# Task
In the entries below, find each line where the word "IntegrationJobSpec" appears and give only the total count of such lines.

# Data under study
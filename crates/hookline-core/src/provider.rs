//! Git provider protocol.
//!
//! Every supported git host implements [`GitClient`]. The dispatcher only sees
//! the canonical [`Webhook`] produced by `parse_webhook`, so adding a host
//! never touches filtering or dispatch.

use async_trait::async_trait;
use http::HeaderMap;

use crate::Result;
use crate::git::{CommitStatusState, IssueType, User, Webhook, WebhookEntry};
use crate::run::IntegrationJob;

#[async_trait]
pub trait GitClient: Send + Sync {
    /// Name of the git host.
    fn name(&self) -> &'static str;

    /// Authenticate and parse a raw webhook delivery.
    ///
    /// Returns `Ok(None)` for event types the host sends but this system
    /// does not model. Authentication always happens before parsing.
    fn parse_webhook(&self, headers: &HeaderMap, body: &[u8]) -> Result<Option<Webhook>>;

    /// List webhooks registered on the repository.
    async fn list_webhooks(&self) -> Result<Vec<WebhookEntry>>;

    /// Register `url` as a webhook receiver on the repository.
    async fn register_webhook(&self, url: &str) -> Result<()>;

    /// Delete a registered webhook.
    async fn delete_webhook(&self, id: u64) -> Result<()>;

    /// Report a commit status for the commit a run was built from.
    async fn set_commit_status(
        &self,
        job: &IntegrationJob,
        context: &str,
        state: CommitStatusState,
        description: &str,
        target_url: &str,
    ) -> Result<()>;

    /// Look up a user by login (GitHub) or numeric ID (GitLab).
    async fn get_user_info(&self, user: &str) -> Result<User>;

    /// Whether `user` may push to the repository.
    async fn can_user_write_to_repo(&self, user: &User) -> Result<bool>;

    /// Post a comment on an issue or pull request.
    async fn register_comment(
        &self,
        issue_type: IssueType,
        issue_number: u64,
        body: &str,
    ) -> Result<()>;
}
#[cfg(test)]
mod tests {
    use super::*;
    use crate::signature::sign_payload;
    use hookline_core::git::{EventType, GitHost};
    use hookline_core::integration::GitConfig;
    use hookline_core::job::JobType;
    use hookline_core::run::{
        BaseRefs, ConfigRef, IntegrationJobSpec, PullAuthor, PullRefs, Refs, RunMeta,
    };
    use hookline_core::{Error, RunId};
    use http::HeaderValue;
    use wiremock::matchers::{body_partial_json, header as header_is, method, path};
    use wiremock::{Mock, MockServer, ResponseTemplate};

    const SECRET: &str = "s3cret";

    fn config(server_url: Option<String>) -> IntegrationConfig {
        IntegrationConfig::new(
            "app",
            "ci",
            GitConfig {
                host: GitHost::Github,
                repository: "org/repo".to_string(),
                server_url,
                token: Some("ghp_test".to_string()),
            },
            SECRET,
        )
    }

    fn client(server: &MockServer) -> GitHubClient {
        GitHubClient::new(&config(Some(server.uri())), reqwest::Client::new())
    }

    fn signed_headers(event: &str, body: &[u8]) -> HeaderMap {
        let mut headers = HeaderMap::new();
        headers.insert(EVENT_HEADER, HeaderValue::from_str(event).unwrap());
        headers.insert(
            SIGNATURE_HEADER,
            HeaderValue::from_str(&sign_payload(SECRET, body).unwrap()).unwrap(),
        );
        headers
    }

    fn pre_submit_job() -> IntegrationJob {
        IntegrationJob {
            metadata: RunMeta::default(),
            spec: IntegrationJobSpec {
                config_ref: ConfigRef {
                    name: "app".to_string(),
                    r#type: JobType::PreSubmit,
                },
                id: RunId::new("abcdefghijklmnopqrst"),
                jobs: Vec::new(),
                workspaces: Vec::new(),
                refs: Refs {
                    repository: "org/repo".to_string(),
                    link: "https://github.com/org/repo".to_string(),
                    sender: None,
                    base: BaseRefs {
                        r#ref: "main".to_string(),
                        link: "https://github.com/org/repo".to_string(),
                        sha: String::new(),
                    },
                    pull: Some(PullRefs {
                        id: 7,
                        r#ref: "feature".to_string(),
                        sha: "0123456789abcdef".to_string(),
                        link: "https://github.com/org/repo/pull/7".to_string(),
                        author: PullAuthor {
                            name: "octocat".to_string(),
                        },
                    }),
                },
                pod_template: None,
            },
        }
    }

    #[test]
    fn test_parse_signed_push() {
        let client = GitHubClient::new(&config(None), reqwest::Client::new());
        let body = webhook::fixtures::PUSH.as_bytes();

        let webhook = client
            .parse_webhook(&signed_headers("push", body), body)
            .unwrap()
            .unwrap();
        assert_eq!(webhook.event_type, EventType::Push);
        assert_eq!(webhook.push.unwrap().r#ref, "refs/heads/main");
    }

    #[test]
    fn test_bad_signature_rejected() {
        let client = GitHubClient::new(&config(None), reqwest::Client::new());
        let body = webhook::fixtures::PUSH.as_bytes();
        let mut headers = signed_headers("push", body);
        headers.insert(
            SIGNATURE_HEADER,
            HeaderValue::from_static("sha1=0000000000000000000000000000000000000000"),
        );

        let result = client.parse_webhook(&headers, body);
        assert!(matches!(result, Err(Error::Authentication(_))));
    }

    #[test]
    fn test_missing_signature_rejected() {
        let client = GitHubClient::new(&config(None), reqwest::Client::new());
        let mut headers = HeaderMap::new();
        headers.insert(EVENT_HEADER, HeaderValue::from_static("push"));

        let result = client.parse_webhook(&headers, webhook::fixtures::PUSH.as_bytes());
        assert!(matches!(result, Err(Error::Authentication(_))));
    }

    #[test]
    fn test_authentication_precedes_parsing() {
        // A malformed body with a bad signature must fail authentication,
        // not parsing.
        let client = GitHubClient::new(&config(None), reqwest::Client::new());
        let mut headers = HeaderMap::new();
        headers.insert(EVENT_HEADER, HeaderValue::from_static("push"));
        headers.insert(SIGNATURE_HEADER, HeaderValue::from_static("sha1=deadbeef"));

        let result = client.parse_webhook(&headers, b"not json");
        assert!(matches!(result, Err(Error::Authentication(_))));
    }

    #[test]
    fn test_unsupported_event_ignored() {
        let client = GitHubClient::new(&config(None), reqwest::Client::new());
        let body = br#"{"zen": "Keep it logically awesome."}"#;

        let result = client.parse_webhook(&signed_headers("ping", body), body).unwrap();
        assert!(result.is_none());
    }

    #[test]
    fn test_signed_but_malformed_payload() {
        let client = GitHubClient::new(&config(None), reqwest::Client::new());
        let body = b"{}";

        let result = client.parse_webhook(&signed_headers("pull_request", body), body);
        assert!(matches!(result, Err(Error::InvalidInput(_))));
    }

    #[tokio::test]
    async fn test_set_commit_status() {
        let server = MockServer::start().await;
        Mock::given(method("POST"))
            .and(path("/api/v3/repos/org/repo/statuses/0123456789abcdef"))
            .and(header_is("authorization", "token ghp_test"))
            .and(body_partial_json(serde_json::json!({
                "state": "failure",
                "context": "hookline/unit",
                "description": "Tests failed",
            })))
            .respond_with(ResponseTemplate::new(201))
            .expect(1)
            .mount(&server)
            .await;

        client(&server)
            .set_commit_status(
                &pre_submit_job(),
                "hookline/unit",
                CommitStatusState::Failure,
                "Tests failed",
                "https://ci.example.com/runs/1",
            )
            .await
            .unwrap();
    }

    #[tokio::test]
    async fn test_commit_status_translation() {
        let cases = [
            (CommitStatusState::Pending, "pending"),
            (CommitStatusState::Success, "success"),
            (CommitStatusState::Failure, "failure"),
            (CommitStatusState::Error, "error"),
        ];

        for (state, expected) in cases {
            let server = MockServer::start().await;
            Mock::given(method("POST"))
                .and(path("/api/v3/repos/org/repo/statuses/0123456789abcdef"))
                .and(body_partial_json(serde_json::json!({ "state": expected })))
                .respond_with(ResponseTemplate::new(201))
                .expect(1)
                .mount(&server)
                .await;

            client(&server)
                .set_commit_status(&pre_submit_job(), "hookline/unit", state, "", "")
                .await
                .unwrap();
            server.verify().await;
        }
    }

    #[tokio::test]
    async fn test_register_webhook() {
        let server = MockServer::start().await;
        Mock::given(method("POST"))
            .and(path("/api/v3/repos/org/repo/hooks"))
            .and(body_partial_json(serde_json::json!({
                "name": "web",
                "active": true,
                "events": ["*"],
                "config": {
                    "url": "https://hooks.example.com/webhook/ci/app",
                    "content_type": "json",
                    "secret": SECRET,
                },
            })))
            .respond_with(ResponseTemplate::new(201))
            .expect(1)
            .mount(&server)
            .await;

        client(&server)
            .register_webhook("https://hooks.example.com/webhook/ci/app")
            .await
            .unwrap();
    }

    #[tokio::test]
    async fn test_list_and_delete_webhooks() {
        let server = MockServer::start().await;
        Mock::given(method("GET"))
            .and(path("/api/v3/repos/org/repo/hooks"))
            .respond_with(ResponseTemplate::new(200).set_body_json(serde_json::json!([
                { "id": 11, "config": { "url": "https://a.example.com" } },
                { "id": 12, "config": { "url": "https://b.example.com" } },
            ])))
            .mount(&server)
            .await;
        Mock::given(method("DELETE"))
            .and(path("/api/v3/repos/org/repo/hooks/12"))
            .respond_with(ResponseTemplate::new(204))
            .expect(1)
            .mount(&server)
            .await;

        let client = client(&server);
        let hooks = client.list_webhooks().await.unwrap();
        assert_eq!(hooks.len(), 2);
        assert_eq!(hooks[1].id, 12);
        assert_eq!(hooks[1].url, "https://b.example.com");

        client.delete_webhook(12).await.unwrap();
    }

    #[tokio::test]
    async fn test_can_user_write_to_repo() {
        let server = MockServer::start().await;
        Mock::given(method("GET"))
            .and(path("/api/v3/repos/org/repo/collaborators/writer/permission"))
            .respond_with(
                ResponseTemplate::new(200).set_body_json(serde_json::json!({ "permission": "write" })),
            )
            .mount(&server)
            .await;
        Mock::given(method("GET"))
            .and(path("/api/v3/repos/org/repo/collaborators/reader/permission"))
            .respond_with(
                ResponseTemplate::new(200).set_body_json(serde_json::json!({ "permission": "read" })),
            )
            .mount(&server)
            .await;

        Mock::given(method("GET"))
            .and(path("/api/v3/repos/org/repo/collaborators/owner/permission"))
            .respond_with(
                ResponseTemplate::new(200).set_body_json(serde_json::json!({ "permission": "admin" })),
            )
            .mount(&server)
            .await;

        let client = client(&server);
        let owner = User {
            name: "owner".to_string(),
            ..Default::default()
        };
        let writer = User {
            name: "writer".to_string(),
            ..Default::default()
        };
        let reader = User {
            name: "reader".to_string(),
            ..Default::default()
        };
        assert!(client.can_user_write_to_repo(&owner).await.unwrap());
        assert!(client.can_user_write_to_repo(&writer).await.unwrap());
        assert!(!client.can_user_write_to_repo(&reader).await.unwrap());
    }

    #[tokio::test]
    async fn test_get_user_info() {
        let server = MockServer::start().await;
        Mock::given(method("GET"))
            .and(path("/api/v3/users/octocat"))
            .respond_with(ResponseTemplate::new(200).set_body_json(serde_json::json!({
                "login": "octocat",
                "id": 583231,
                "email": "octocat@github.com",
            })))
            .mount(&server)
            .await;

        let user = client(&server).get_user_info("octocat").await.unwrap();
        assert_eq!(user.id, 583231);
        assert_eq!(user.name, "octocat");
        assert_eq!(user.email.as_deref(), Some("octocat@github.com"));
    }

    #[tokio::test]
    async fn test_register_comment() {
        let server = MockServer::start().await;
        Mock::given(method("POST"))
            .and(path("/api/v3/repos/org/repo/issues/7/comments"))
            .and(body_partial_json(serde_json::json!({ "body": "Build started" })))
            .respond_with(ResponseTemplate::new(201))
            .expect(1)
            .mount(&server)
            .await;

        client(&server)
            .register_comment(IssueType::PullRequest, 7, "Build started")
            .await
            .unwrap();
    }

    #[tokio::test]
    async fn test_api_error_is_transport_error() {
        let server = MockServer::start().await;
        Mock::given(method("GET"))
            .and(path("/api/v3/users/ghost"))
            .respond_with(ResponseTemplate::new(404).set_body_string("Not Found"))
            .mount(&server)
            .await;

        let result = client(&server).get_user_info("ghost").await;
        assert!(matches!(result, Err(Error::Transport(_))));
    }
}
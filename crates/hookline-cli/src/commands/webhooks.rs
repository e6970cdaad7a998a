//! Webhook registration commands.

use anyhow::Result;
use hookline_core::GitClient;
use std::path::Path;

use super::load_config;

fn client(config_path: &Path) -> Result<Box<dyn GitClient>> {
    let config = load_config(config_path)?;
    Ok(hookline_providers::client_for(&config, reqwest::Client::new()))
}

pub async fn list(config_path: &Path) -> Result<()> {
    let hooks = client(config_path)?.list_webhooks().await?;
    if hooks.is_empty() {
        println!("No webhooks registered");
        return Ok(());
    }

    println!("{:<12} URL", "ID");
    for hook in hooks {
        println!("{:<12} {}", hook.id, hook.url);
    }
    Ok(())
}

pub async fn register(config_path: &Path, url: &str) -> Result<()> {
    client(config_path)?.register_webhook(url).await?;
    println!("Registered webhook {}", url);
    Ok(())
}

pub async fn delete(config_path: &Path, id: u64) -> Result<()> {
    client(config_path)?.delete_webhook(id).await?;
    println!("Deleted webhook {}", id);
    Ok(())
}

# Result for this exercise
2